*** RECORDED INFORMATION ***

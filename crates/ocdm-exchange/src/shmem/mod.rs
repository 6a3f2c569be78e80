//! Named shared memory primitive for the exchange channel.
//!
//! The exchange is layered on a generic shared buffer: create-or-open by
//! name, fixed total size, a reserved administration sub-region and
//! byte-range reads and writes of the payload.
//!
//! ## Platform support
//!
//! - Unix: `shm_open` / `mmap`, permissions applied with `fchmod`
//! - Windows: `CreateFileMappingW` / `MapViewOfFile` (not yet implemented)
//!
//! Cross-process synchronization is explicit: [`RegionLock`] provides
//! mutual exclusion through a lock file. Nothing here takes it implicitly.

pub mod buffer;
pub mod lock;
#[cfg(unix)]
pub mod platform_unix;
#[cfg(target_os = "windows")]
pub mod platform_windows;

pub use buffer::SharedBuffer;
pub use lock::{RegionLock, lock_file_path};

// Platform-specific re-exports
#[cfg(unix)]
pub use platform_unix::{PlatformShmem, shmem_name};

#[cfg(target_os = "windows")]
pub use platform_windows::{PlatformShmem, shmem_name};
//! Cross-process lock for an exchange region.
//!
//! The channel performs no locking of its own. Processes that need mutual
//! exclusion around a sequence of accesses hold a [`RegionLock`], a lock
//! file created with `create_new` next to the other lock files of the
//! host. Dropping the guard removes the file.

use std::fs::{File, OpenOptions};
use std::io;
use std::path::{Path, PathBuf};
use std::time::{Duration, Instant};

use tracing::debug;

use crate::{ExchangeError, Result};

/// Lock file suffix.
pub const LOCK_FILE_SUFFIX: &str = ".ocdm.lock";

/// Lock file retry interval in milliseconds.
const LOCK_RETRY_MS: u64 = 50;

/// Held lock on a named region.
pub struct RegionLock {
    /// The lock file handle (kept open while the lock is held).
    _file: File,
    /// Path to the lock file.
    path: PathBuf,
}

impl RegionLock {
    /// Acquire the lock for `name` in the system temporary directory.
    pub fn acquire(name: &str, timeout: Duration) -> Result<Self> {
        Self::acquire_in(&std::env::temp_dir(), name, timeout)
    }

    /// Acquire the lock for `name` in `dir`.
    ///
    /// Retries every 50ms until `timeout` expires, then fails with
    /// [`ExchangeError::LockTimeout`].
    pub fn acquire_in(dir: &Path, name: &str, timeout: Duration) -> Result<Self> {
        let path = lock_file_path(dir, name);
        let retry_interval = Duration::from_millis(LOCK_RETRY_MS);
        let start = Instant::now();

        loop {
            match OpenOptions::new().write(true).create_new(true).open(&path) {
                Ok(file) => {
                    debug!("acquired region lock {}", path.display());
                    return Ok(Self { _file: file, path });
                }
                Err(e) if e.kind() == io::ErrorKind::AlreadyExists => {
                    if start.elapsed() >= timeout {
                        return Err(ExchangeError::LockTimeout(format!(
                            "{} after {}ms",
                            path.display(),
                            timeout.as_millis()
                        )));
                    }
                    std::thread::sleep(retry_interval);
                }
                Err(e) => return Err(ExchangeError::Io(e)),
            }
        }
    }

    /// Get the lock file path.
    pub fn path(&self) -> &Path {
        &self.path
    }
}

impl Drop for RegionLock {
    fn drop(&mut self) {
        let _ = std::fs::remove_file(&self.path);
    }
}

/// Derive the lock file path for a region name.
pub fn lock_file_path(dir: &Path, name: &str) -> PathBuf {
    let bare = name.trim_start_matches('/').replace(['/', '\\'], "_");
    dir.join(format!("{bare}{LOCK_FILE_SUFFIX}"))
}

#[cfg(test)]
#[allow(clippy::expect_used)]
mod tests {
    use super::*;

    #[test]
    fn test_lock_file_path() {
        let path = lock_file_path(Path::new("/tmp"), "/ocdm-1");
        assert_eq!(path, Path::new("/tmp/ocdm-1.ocdm.lock"));

        let path = lock_file_path(Path::new("/tmp"), "a/b");
        assert_eq!(path, Path::new("/tmp/a_b.ocdm.lock"));
    }

    #[test]
    fn test_acquire_release() {
        let dir = tempfile::tempdir().expect("tempdir");

        let lock = RegionLock::acquire_in(dir.path(), "region", Duration::from_secs(1))
            .expect("lock");
        assert!(lock.path().exists());

        let lock_path = lock.path().to_path_buf();
        drop(lock);
        assert!(!lock_path.exists());
    }

    #[test]
    fn test_contended_lock_times_out() {
        let dir = tempfile::tempdir().expect("tempdir");
        let _held = RegionLock::acquire_in(dir.path(), "region", Duration::from_secs(1))
            .expect("lock");

        let result = RegionLock::acquire_in(dir.path(), "region", Duration::from_millis(120));
        assert!(matches!(result, Err(ExchangeError::LockTimeout(_))));
    }

    #[test]
    fn test_lock_released_to_waiter() {
        let dir = tempfile::tempdir().expect("tempdir");
        let held = RegionLock::acquire_in(dir.path(), "region", Duration::from_secs(1))
            .expect("lock");

        let path = dir.path().to_path_buf();
        let waiter = std::thread::spawn(move || {
            RegionLock::acquire_in(&path, "region", Duration::from_secs(5)).is_ok()
        });

        std::thread::sleep(Duration::from_millis(100));
        drop(held);
        assert!(waiter.join().expect("join"));
    }
}
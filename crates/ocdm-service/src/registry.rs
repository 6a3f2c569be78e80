//! Key system and session bookkeeping.
//!
//! Key systems keep their registration order so enumerations are stable.
//! Session ids are unique per process: `<pid>-<counter>`.

use std::sync::atomic::{AtomicU64, Ordering};

use parking_lot::RwLock;
use tracing::debug;

use crate::config::KeySystemConfig;
use crate::{Result, ServiceError};

#[derive(Debug)]
struct KeySystem {
    name: String,
    designators: Vec<String>,
    sessions: Vec<String>,
}

/// Registered key systems and their open sessions.
#[derive(Debug, Default)]
pub struct SessionRegistry {
    systems: RwLock<Vec<KeySystem>>,
    next_session: AtomicU64,
}

impl SessionRegistry {
    /// Create an empty registry.
    pub fn new() -> Self {
        Self::default()
    }

    /// Register a key system. Re-registering a name replaces its
    /// designators and keeps its sessions.
    pub fn register(&self, system: &KeySystemConfig) {
        let mut systems = self.systems.write();
        if let Some(existing) = systems.iter_mut().find(|s| s.name == system.name) {
            existing.designators.clone_from(&system.designators);
        } else {
            systems.push(KeySystem {
                name: system.name.clone(),
                designators: system.designators.clone(),
                sessions: Vec::new(),
            });
        }
        debug!("Registered key system {}", system.name);
    }

    /// Whether `key_system` is registered.
    pub fn contains(&self, key_system: &str) -> bool {
        self.systems.read().iter().any(|s| s.name == key_system)
    }

    /// Registered key system names, in registration order.
    pub fn systems(&self) -> Vec<String> {
        self.systems.read().iter().map(|s| s.name.clone()).collect()
    }

    /// Designators of `key_system`; empty for unknown key systems.
    pub fn designators(&self, key_system: &str) -> Vec<String> {
        self.systems
            .read()
            .iter()
            .find(|s| s.name == key_system)
            .map(|s| s.designators.clone())
            .unwrap_or_default()
    }

    /// Open sessions of `key_system`; empty for unknown key systems.
    pub fn sessions(&self, key_system: &str) -> Vec<String> {
        self.systems
            .read()
            .iter()
            .find(|s| s.name == key_system)
            .map(|s| s.sessions.clone())
            .unwrap_or_default()
    }

    /// Allocate a session id under `key_system`.
    pub fn add_session(&self, key_system: &str) -> Result<String> {
        let mut systems = self.systems.write();
        let system = systems
            .iter_mut()
            .find(|s| s.name == key_system)
            .ok_or_else(|| ServiceError::UnknownKeySystem(key_system.to_string()))?;

        let counter = self.next_session.fetch_add(1, Ordering::Relaxed) + 1;
        let session = format!("{}-{counter}", std::process::id());
        system.sessions.push(session.clone());
        Ok(session)
    }

    /// Forget a session. Returns the key system it belonged to.
    pub fn remove_session(&self, session: &str) -> Result<String> {
        let mut systems = self.systems.write();
        for system in systems.iter_mut() {
            if let Some(index) = system.sessions.iter().position(|s| s == session) {
                system.sessions.remove(index);
                return Ok(system.name.clone());
            }
        }
        Err(ServiceError::UnknownSession(session.to_string()))
    }

    /// Remove all sessions, keeping the key systems. Returns the removed ids.
    pub fn clear_sessions(&self) -> Vec<String> {
        let mut systems = self.systems.write();
        systems
            .iter_mut()
            .flat_map(|s| std::mem::take(&mut s.sessions))
            .collect()
    }

    /// Remove everything. Returns the removed session ids.
    pub fn clear(&self) -> Vec<String> {
        let sessions = self.clear_sessions();
        self.systems.write().clear();
        sessions
    }
}

#[cfg(test)]
#[allow(clippy::expect_used)]
mod tests {
    use super::*;
    use pretty_assertions::assert_eq;

    fn registry() -> SessionRegistry {
        let registry = SessionRegistry::new();
        registry.register(&KeySystemConfig::new("com.widevine.alpha", ["video/mp4"]));
        registry.register(&KeySystemConfig::new("org.w3.clearkey", ["keyids", "cenc"]));
        registry
    }

    #[test]
    fn test_systems_keep_order() {
        let registry = registry();
        assert_eq!(registry.systems(), vec!["com.widevine.alpha", "org.w3.clearkey"]);
        assert_eq!(registry.designators("org.w3.clearkey"), vec!["keyids", "cenc"]);
        assert!(registry.designators("unknown").is_empty());
    }

    #[test]
    fn test_reregister_replaces_designators() {
        let registry = registry();
        let session = registry.add_session("org.w3.clearkey").expect("session");
        registry.register(&KeySystemConfig::new("org.w3.clearkey", ["webm"]));

        assert_eq!(registry.systems().len(), 2);
        assert_eq!(registry.designators("org.w3.clearkey"), vec!["webm"]);
        assert_eq!(registry.sessions("org.w3.clearkey"), vec![session]);
    }

    #[test]
    fn test_session_lifecycle() {
        let registry = registry();
        let first = registry.add_session("com.widevine.alpha").expect("session");
        let second = registry.add_session("com.widevine.alpha").expect("session");
        assert_ne!(first, second);
        assert_eq!(registry.sessions("com.widevine.alpha"), vec![first.clone(), second.clone()]);

        assert_eq!(
            registry.remove_session(&first).expect("remove"),
            "com.widevine.alpha"
        );
        assert_eq!(registry.sessions("com.widevine.alpha"), vec![second]);
        assert!(matches!(
            registry.remove_session(&first),
            Err(ServiceError::UnknownSession(_))
        ));
    }

    #[test]
    fn test_unknown_key_system() {
        let registry = registry();
        assert!(matches!(
            registry.add_session("com.example.none"),
            Err(ServiceError::UnknownKeySystem(_))
        ));
    }

    #[test]
    fn test_clear_sessions_and_clear() {
        let registry = registry();
        registry.add_session("com.widevine.alpha").expect("session");
        registry.add_session("org.w3.clearkey").expect("session");

        assert_eq!(registry.clear_sessions().len(), 2);
        assert_eq!(registry.systems().len(), 2);
        assert!(registry.sessions("org.w3.clearkey").is_empty());

        registry.add_session("org.w3.clearkey").expect("session");
        assert_eq!(registry.clear().len(), 1);
        assert!(registry.systems().is_empty());
    }
}
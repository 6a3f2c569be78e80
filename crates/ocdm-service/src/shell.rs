//! Plugin host boundary.

/// What the hosting framework tells a service about itself.
pub trait ServiceShell {
    /// Name the host registered the service under.
    fn callsign(&self) -> &str;

    /// Configuration line (JSON) for the service.
    fn config_line(&self) -> &str;
}

/// Shell with fixed values, for embedding and tests.
#[derive(Debug, Clone, PartialEq, Eq)]
pub struct StaticShell {
    callsign: String,
    config_line: String,
}

impl StaticShell {
    /// Create a shell.
    pub fn new(callsign: impl Into<String>, config_line: impl Into<String>) -> Self {
        Self {
            callsign: callsign.into(),
            config_line: config_line.into(),
        }
    }
}

impl ServiceShell for StaticShell {
    fn callsign(&self) -> &str {
        &self.callsign
    }

    fn config_line(&self) -> &str {
        &self.config_line
    }
}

***

Look at each line above and note whether it holds the word "SessionRegistry". Report how many do, as the number only.

• **TASK SOLUTION**: 4